━━━ SUPPLIED DATA ━━━
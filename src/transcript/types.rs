//! Transcript record types.
//!
//! Each line of a transcript is one [`Message`], discriminated by its `type`
//! field (`user`, `assistant` or `file-snapshot`):
//!
//! ```json
//! {"type":"user","id":"m1","streamId":"s1","timestamp":"2025-01-20T10:00:00Z","parentId":null,"message":{"role":"user","content":"hi"},"workingDirectory":"/home/me/proj","clientVersion":"1.0.0"}
//! ```
//!
//! Assistant records come in two layouts that are told apart by which
//! container is present, never by a version tag:
//!
//! - `snapshot`: a single `reasoning` blob plus flat `{role, text}` entries
//! - `response`: model/usage metadata plus a list of tagged content blocks
//!
//! [`detect_representation`] runs once at decode time and the result is kept
//! as [`AssistantContent`], so downstream code matches on an enum instead of
//! probing fields again. Fields this crate does not know about are carried in
//! `extra` maps and written back unchanged.

use std::fmt;
use std::str::FromStr;

use serde::de::{self, Deserializer};
use serde::ser::Serializer;
use serde::{Deserialize, Serialize};
use serde_json::{Map, Value};

/// Wire key of the legacy assistant container.
pub const LEGACY_KEY: &str = "snapshot";
/// Wire key of the block-based assistant container.
pub const BLOCKS_KEY: &str = "response";

/// The three record kinds found in a transcript.
#[derive(Debug, Clone, Copy, PartialEq, Eq, Hash)]
pub enum RecordKind {
    User,
    Assistant,
    Snapshot,
}

impl RecordKind {
    /// Wire value of the `type` discriminator.
    #[must_use]
    pub const fn as_str(&self) -> &'static str {
        match self {
            Self::User => "user",
            Self::Assistant => "assistant",
            Self::Snapshot => "file-snapshot",
        }
    }
}

impl fmt::Display for RecordKind {
    fn fmt(&self, f: &mut fmt::Formatter<'_>) -> fmt::Result {
        f.write_str(self.as_str())
    }
}

impl FromStr for RecordKind {
    type Err = ModelError;

    fn from_str(s: &str) -> Result<Self, Self::Err> {
        match s {
            "user" => Ok(Self::User),
            "assistant" => Ok(Self::Assistant),
            "file-snapshot" => Ok(Self::Snapshot),
            other => Err(ModelError::UnknownKind(other.to_string())),
        }
    }
}

/// Reasons a parsed JSON object is not a usable record.
#[derive(Debug, Clone, PartialEq, Eq, thiserror::Error)]
pub enum ModelError {
    #[error("record is not a JSON object")]
    NotAnObject,

    #[error("missing or non-string `{0}` field")]
    MissingField(&'static str),

    #[error("unknown record type `{0}`")]
    UnknownKind(String),

    #[error("assistant record {id} has neither `snapshot` nor `response` content")]
    MissingRepresentation { id: String },

    #[error("assistant record {id} has both `snapshot` and `response` content")]
    AmbiguousRepresentation { id: String },

    #[error("invalid {kind} record {id}: {message}")]
    Shape {
        kind: RecordKind,
        id: String,
        message: String,
    },
}

// ============================================
// Common envelope
// ============================================

/// Fields shared by every record kind.
#[derive(Debug, Clone, PartialEq, Eq, Serialize, Deserialize)]
#[serde(rename_all = "camelCase")]
pub struct Envelope {
    pub id: String,
    pub stream_id: String,
    #[serde(default)]
    pub timestamp: String,
    #[serde(default)]
    pub parent_id: Option<String>,
    #[serde(default, skip_serializing_if = "Option::is_none")]
    pub is_branch: Option<bool>,
}

// ============================================
// User records
// ============================================

#[derive(Debug, Clone, PartialEq, Serialize, Deserialize)]
pub struct UserContent {
    #[serde(default = "default_user_role")]
    pub role: String,
    pub content: String,
}

fn default_user_role() -> String {
    "user".to_string()
}

#[derive(Debug, Clone, PartialEq, Serialize, Deserialize)]
#[serde(rename_all = "camelCase")]
pub struct UserRecord {
    #[serde(flatten)]
    pub envelope: Envelope,
    pub message: UserContent,
    pub working_directory: String,
    #[serde(default)]
    pub client_version: String,
    /// Name of the side conversation this record belongs to, if any.
    #[serde(default, skip_serializing_if = "Option::is_none")]
    pub branch_name: Option<String>,
    #[serde(flatten)]
    pub extra: Map<String, Value>,
}

// ============================================
// Assistant records
// ============================================

/// Which container an assistant record stores its content in.
#[derive(Debug, Clone, Copy, PartialEq, Eq)]
pub enum Representation {
    /// `snapshot`: one reasoning blob plus flat entries.
    Legacy,
    /// `response`: tagged content blocks.
    Blocks,
}

/// Decide which content layout an assistant object uses.
///
/// # Errors
///
/// Returns [`ModelError::MissingRepresentation`] when neither container is
/// present and [`ModelError::AmbiguousRepresentation`] when both are.
pub fn detect_representation(
    object: &Map<String, Value>,
    id: &str,
) -> Result<Representation, ModelError> {
    match (object.contains_key(LEGACY_KEY), object.contains_key(BLOCKS_KEY)) {
        (true, false) => Ok(Representation::Legacy),
        (false, true) => Ok(Representation::Blocks),
        (false, false) => Err(ModelError::MissingRepresentation { id: id.to_string() }),
        (true, true) => Err(ModelError::AmbiguousRepresentation { id: id.to_string() }),
    }
}

/// One `{role, text}` pair of a legacy assistant record.
#[derive(Debug, Clone, PartialEq, Serialize, Deserialize)]
pub struct LegacyEntry {
    pub role: String,
    pub text: String,
    #[serde(flatten)]
    pub extra: Map<String, Value>,
}

/// Legacy layout: a single reasoning blob plus flat entries.
#[derive(Debug, Clone, PartialEq, Serialize, Deserialize)]
pub struct LegacyContent {
    #[serde(default)]
    pub reasoning: Option<String>,
    #[serde(default)]
    pub entries: Vec<LegacyEntry>,
    #[serde(flatten)]
    pub extra: Map<String, Value>,
}

#[derive(Debug, Clone, Default, PartialEq, Serialize, Deserialize)]
#[serde(rename_all = "camelCase")]
pub struct Usage {
    #[serde(default)]
    pub input_tokens: u64,
    #[serde(default)]
    pub output_tokens: u64,
    #[serde(flatten)]
    pub extra: Map<String, Value>,
}

/// Current layout: model response metadata plus tagged blocks.
#[derive(Debug, Clone, PartialEq, Serialize, Deserialize)]
#[serde(rename_all = "camelCase")]
pub struct BlockResponse {
    #[serde(default)]
    pub model: String,
    #[serde(default)]
    pub id: String,
    #[serde(default)]
    pub stop_reason: Option<String>,
    #[serde(default)]
    pub usage: Usage,
    pub blocks: Vec<ContentBlock>,
    #[serde(flatten)]
    pub extra: Map<String, Value>,
}

/// Free text carried by a `text` or `reasoning` block.
#[derive(Debug, Clone, PartialEq, Serialize, Deserialize)]
pub struct TextBlock {
    #[serde(default)]
    pub text: String,
    #[serde(flatten)]
    pub extra: Map<String, Value>,
}

/// A tagged content block.
///
/// Only `text` and `reasoning` blocks are interpreted. Every other tag
/// (tool invocations, tool results, images, ...) is kept as the raw JSON
/// value so it is written back exactly as it was read.
#[derive(Debug, Clone, PartialEq)]
pub enum ContentBlock {
    Text(TextBlock),
    Reasoning(TextBlock),
    Other(Value),
}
━━━
■ YOUR ASSIGNMENT: The lines that contain the word "metadata" are wanted; copy each of them from the records.

■ WRITTEN RESPONSE:
//! - `response`: model/usage metadata plus a list of tagged content blocks
/// Current layout: model response metadata plus tagged blocks.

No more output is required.